### Action item
After locating "a Windows host." in the listing below, copy that line and each one after it exactly, ending with the line that has "for selector in".

### Record excerpts
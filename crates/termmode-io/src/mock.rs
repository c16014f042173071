//! In-memory spy adapter for the test suite: no real OS resource is
//! touched. Can impersonate either driver shape (`Flavor::Posix` /
//! `Flavor::Windows`) independent of the host the tests actually run on,
//! so Windows-shaped behavior (e.g. the `non_block`/`no_impl_def`
//! composites) is exercised on any CI machine.

use std::collections::HashMap;
use std::sync::{Arc, Mutex};

use termmode_core::adapter::PlatformAdapter;
use termmode_core::error::{EnvError, EnvResult};
use termmode_core::model::{
    Axis, CcSpec, CtrlChars, CtrlSlot, DriverState, FlagOp, PosixState, StreamId, StreamSelector,
    Timing, WindowsState,
};

#[derive(Clone, Copy, Debug, PartialEq, Eq)]
pub enum Flavor {
    Posix,
    Windows,
}

struct Inner {
    flavor: Flavor,
    states: HashMap<StreamId, DriverState>,
    set_state_calls: u64,
    is_terminal: bool,
    build: u32,
}

fn stream_for(selector: StreamSelector) -> StreamId {
    let raw = match selector {
        StreamSelector::Stdin => 0,
        StreamSelector::Stdout => 1,
        StreamSelector::Stderr => 2,
    };
    StreamId::new(selector, raw)
}

fn default_state(flavor: Flavor) -> DriverState {
    match flavor {
        Flavor::Posix => DriverState::Posix(PosixState {
            iflag: 0,
            oflag: 0,
            cflag: 0,
            lflag: 0,
            ispeed: 0,
            ospeed: 0,
            cc: CtrlChars::default(),
        }),
        Flavor::Windows => DriverState::Windows(WindowsState { mode: 0 }),
    }
}

/// Record-and-replay spy adapter, in the spirit of the teacher's own
/// `MockConsoleInput` (queue-and-drain for input events; here, a
/// recorded driver state plus a `set_state` call counter).
#[derive(Clone)]
pub struct MockAdapter(Arc<Mutex<Inner>>);

impl MockAdapter {
    /// POSIX-shaped mock: the default used by `termmode-core`'s own tests.
    pub fn new() -> Self {
        Self::with_flavor(Flavor::Posix)
    }

    /// Windows-shaped mock, for exercising the Windows High-Level
    /// Operation recipes without a Windows host.
    pub fn new_windows() -> Self {
        Self::with_flavor(Flavor::Windows)
    }

    fn with_flavor(flavor: Flavor) -> Self {
        let mut states = HashMap::new();
        for selector in [StreamSelector::Stdin, StreamSelector::Stdout, StreamSelector::Stderr] {
            states.insert(stream_for(selector), default_state(flavor));
        }
        Self(Arc::new(Mutex::new(Inner {
            flavor,
            states,
            set_state_calls: 0,
            is_terminal: true,
            build: 20348,
        })))
    }

    /// Test hook: mutate a stream's recorded state directly, bypassing
    /// `set_state`, to set up a baseline before constructing a `ModItem`.
    pub fn mutate_for_test(&self, stream: StreamId, f: impl FnOnce(&mut DriverState)) {
        let mut inner = self.0.lock().expect("mock adapter poisoned");
        if let Some(state) = inner.states.get_mut(&stream) {
            f(state);
        }
    }

    /// Test hook: simulate the stream being attached to a non-TTY (piped,
    /// redirected, IDE console) — `get_state` starts failing with
    /// `EnvError::NotATerminal`.
    pub fn set_is_terminal(&self, value: bool) {
        self.0.lock().expect("mock adapter poisoned").is_terminal = value;
    }

    /// Test hook: report a specific Windows build from `build_check`.
    pub fn set_build(&self, build: u32) {
        self.0.lock().expect("mock adapter poisoned").build = build;
    }

    /// Spy accessor: how many times `set_state` has been called, for
    /// driver-write idempotence assertions.
    pub fn set_state_call_count(&self) -> u64 {
        self.0.lock().expect("mock adapter poisoned").set_state_calls
    }
}

impl Default for MockAdapter {
    fn default() -> Self {
        Self::new()
    }
}

impl PlatformAdapter for MockAdapter {
    fn handle(&self, selector: StreamSelector) -> EnvResult<StreamId> {
        Ok(stream_for(selector))
    }

    fn get_state(&self, stream: StreamId) -> EnvResult<DriverState> {
        let inner = self.0.lock().expect("mock adapter poisoned");
        if !inner.is_terminal {
            return Err(EnvError::NotATerminal { source: None });
        }
        inner
            .states
            .get(&stream)
            .cloned()
            .ok_or(EnvError::InvalidHandle { selector: stream.selector })
    }

    fn set_state(&self, stream: StreamId, state: &DriverState, _timing: Timing) -> EnvResult<()> {
        let mut inner = self.0.lock().expect("mock adapter poisoned");
        if !inner.is_terminal {
            return Err(EnvError::NotATerminal { source: None });
        }
        inner.set_state_calls += 1;
        inner.states.insert(stream, state.clone());
        Ok(())
    }

    fn read_flag(&self, state: &DriverState, axis: Axis, bits: u64) -> EnvResult<bool> {
        match state {
            DriverState::Posix(p) => {
                let field = posix_field(p, axis)?;
                Ok(field & bits == bits)
            }
            DriverState::Windows(w) => Ok(w.mode as u64 & bits == bits),
        }
    }

    fn write_flag(&self, state: &DriverState, axis: Axis, bits: u64, op: FlagOp) -> EnvResult<DriverState> {
        match state {
            DriverState::Posix(p) => {
                let mut next = p.clone();
                let field = posix_field_mut(&mut next, axis)?;
                match op {
                    FlagOp::Set => *field |= bits,
                    FlagOp::Clear => *field &= !bits,
                }
                Ok(DriverState::Posix(next))
            }
            DriverState::Windows(w) => {
                let mut mode = w.mode as u64;
                match op {
                    FlagOp::Set => mode |= bits,
                    FlagOp::Clear => mode &= !bits,
                }
                Ok(DriverState::Windows(WindowsState { mode: mode as u32 }))
            }
        }
    }

    fn read_cc(&self, state: &DriverState, slot: CtrlSlot) -> EnvResult<CcSpec> {
        match state {
            DriverState::Posix(p) => Ok(match p.cc.get(slot) {
                Some(b) => CcSpec::Byte(b),
                None => CcSpec::Disabled,
            }),
            DriverState::Windows(_) => Err(EnvError::NotSupportedOnPlatform { operation: "read_cc" }),
        }
    }

    fn write_cc(&self, state: &DriverState, slot: CtrlSlot, value: CcSpec) -> EnvResult<DriverState> {
        match state {
            DriverState::Posix(p) => {
                let mut next = p.clone();
                next.cc.set(
                    slot,
                    match value {
                        CcSpec::Byte(b) => Some(b),
                        CcSpec::Disabled => None,
                    },
                );
                Ok(DriverState::Posix(next))
            }
            DriverState::Windows(_) => Err(EnvError::NotSupportedOnPlatform { operation: "write_cc" }),
        }
    }

    fn build_check(&self, required_build: u32) -> EnvResult<()> {
        let inner = self.0.lock().expect("mock adapter poisoned");
        if inner.flavor == Flavor::Windows && inner.build < required_build {
            return Err(EnvError::BuildTooOld {
                required: required_build,
                actual: inner.build,
            });
        }
        Ok(())
    }

    fn name(&self) -> &'static str {
        "mock"
    }
}

fn posix_field(state: &PosixState, axis: Axis) -> EnvResult<u64> {
    match axis {
        Axis::In => Ok(state.iflag),
        Axis::Out => Ok(state.oflag),
        Axis::Ctrl => Ok(state.cflag),
        Axis::Local => Ok(state.lflag),
        Axis::CtrlChar(_) => Err(EnvError::ApplyFailed {
            source: std::io::Error::new(std::io::ErrorKind::InvalidInput, "CtrlChar axis has no flag field"),
        }),
    }
}

fn posix_field_mut(state: &mut PosixState, axis: Axis) -> EnvResult<&mut u64> {
    match axis {
        Axis::In => Ok(&mut state.iflag),
        Axis::Out => Ok(&mut state.oflag),
        Axis::Ctrl => Ok(&mut state.cflag),
        Axis::Local => Ok(&mut state.lflag),
        Axis::CtrlChar(_) => Err(EnvError::ApplyFailed {
            source: std::io::Error::new(std::io::ErrorKind::InvalidInput, "CtrlChar axis has no flag field"),
        }),
    }
}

### Answer box
    /// Operation recipes without a Windows host.
    pub fn new_windows() -> Self {
        Self::with_flavor(Flavor::Windows)
    }

    fn with_flavor(flavor: Flavor) -> Self {
        let mut states = HashMap::new();
        for selector in [StreamSelector::Stdin, StreamSelector::Stdout, StreamSelector::Stderr] {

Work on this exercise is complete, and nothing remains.